To paraphrase the foreword of the catalogue to the exhibition:

‘This exhibition raises many questions, to which there may be no definitive answers: why is slavery so often discussed as something disconnected from the present? Why is Trans-Atlantic slavery seen as a black issue rather than a human one, by blacks as well as whites? Why does it take arbitrary anniversaries to bring these issues to the fore? How do we understand the roles of the perpetrators and the victims from our standpoint in the present? What can we learn from the history of resistance to slavery? How has slavery contributed to the benefit – and detriment – of the world we live in now? And, how has this institution, like many others, profited from the wealth generated through slave trading?’

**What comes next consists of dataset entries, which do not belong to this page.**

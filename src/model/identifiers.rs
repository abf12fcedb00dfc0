//! Entity identifier newtypes with smart constructors.
//!
//! All identifiers validate non-empty strings at construction time.
//! Raw constructors are never exported - use smart constructors only.

use std::fmt;

/// Error returned when an entity identifier fails validation.
#[derive(Debug, Clone, PartialEq, Eq, thiserror::Error)]
pub enum InvalidEntityId {
    /// The raw identifier was empty or whitespace-only.
    #[error("{kind} ID cannot be empty")]
    Empty {
        /// Which entity the identifier belongs to (e.g. "Post").
        kind: &'static str,
    },
}

macro_rules! entity_id {
    ($(#[$meta:meta])* $name:ident, $kind:literal) => {
        $(#[$meta])*
        #[derive(Debug, Clone, PartialEq, Eq, Hash, PartialOrd, Ord)]
        pub struct $name(String);

        impl $name {
            /// Smart constructor: rejects empty and whitespace-only ids.
            pub fn new(raw: impl Into<String>) -> Result<Self, InvalidEntityId> {
                let raw = raw.into();
                if raw.trim().is_empty() {
                    return Err(InvalidEntityId::Empty { kind: $kind });
                }
                Ok(Self(raw))
            }

            /// Borrow the raw identifier.
            pub fn as_str(&self) -> &str {
                &self.0
            }
        }

        impl fmt::Display for $name {
            fn fmt(&self, f: &mut fmt::Formatter<'_>) -> fmt::Result {
                f.write_str(&self.0)
            }
        }

        impl AsRef<str> for $name {
            fn as_ref(&self) -> &str {
                &self.0
            }
        }
    };
}

entity_id!(
    /// Identifier of a feed post (e.g. "1").
    PostId,
    "Post"
);

entity_id!(
    /// Identifier of a story tile (e.g. "s1").
    StoryId,
    "Story"
);

entity_id!(
    /// Identifier of a suggested group (e.g. "g1").
    GroupId,
    "Group"
);

entity_id!(
    /// Identifier of a chat contact (e.g. "u1").
    ContactId,
    "Contact"
);

// ===== Tests =====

The exhibition looks at the work of eleven international artists whose work is displayed throughout the V&A’s permanent collection. There are two ways to view the exhibition: either with the colourful map depicting on the ground floor, second and fourth levels where the new works are to be found or by following a series of five walks through the galleries, looking specifically at the works within the permanent collection and their relation to the slave trade. I chose the former, if for no other reason than I had a time restraint. Dodging past the queues for the Kylie and Surrealism exhibitions (the latter of which I still very much want to see), I was more than relieved to discover I needn’t queue and could make my way around the galleries, avoiding all the tourists who had been deposited outside the museum by the tour buses that lined the road outside. The first work by Julien Sinzogan entitled "The Gates of Return, 2006 – 7", surround a doorway in colourful patterns emblematic of Africa in the sails of the boat and in the all-encompassing robes and veils of the figures. On the left hand side there are two streams of people: one a colourful mass away from the boat, the other a grey-toned thick outlines depiction of a group of slaves chained and semi-naked walking hesitantly towards what will in essence alter their lives and those of their children forever. This made me wonder whether the artist was suggesting that those who became displaced peoples due to being shipped across oceans and continents returned colourful, confident, essentially but undifferentiatable figures. In other words, they left as Africans and returned as multilingual and in some cases, enterprising beings that belonged neither in one place nor the other. Then again, I pondered as I made my way through the shop towards the garden and the second work, very few returned. I thought then that perhaps Sinzogan was attempting to express (and this only became clearer later) that those who were taken carried Africa within them as the defining element of themselves after having been reduced to the bareness of what defined them as human. These figures emerged at their destination by definition only as African, no more, and this is how they chose to retain their dignity and strength. This comes across in the painting by the boldness of colour and pattern and the movement created. The title refers to the cities of Zanzibar, Goréz and Ouidals as the Gates of No Return.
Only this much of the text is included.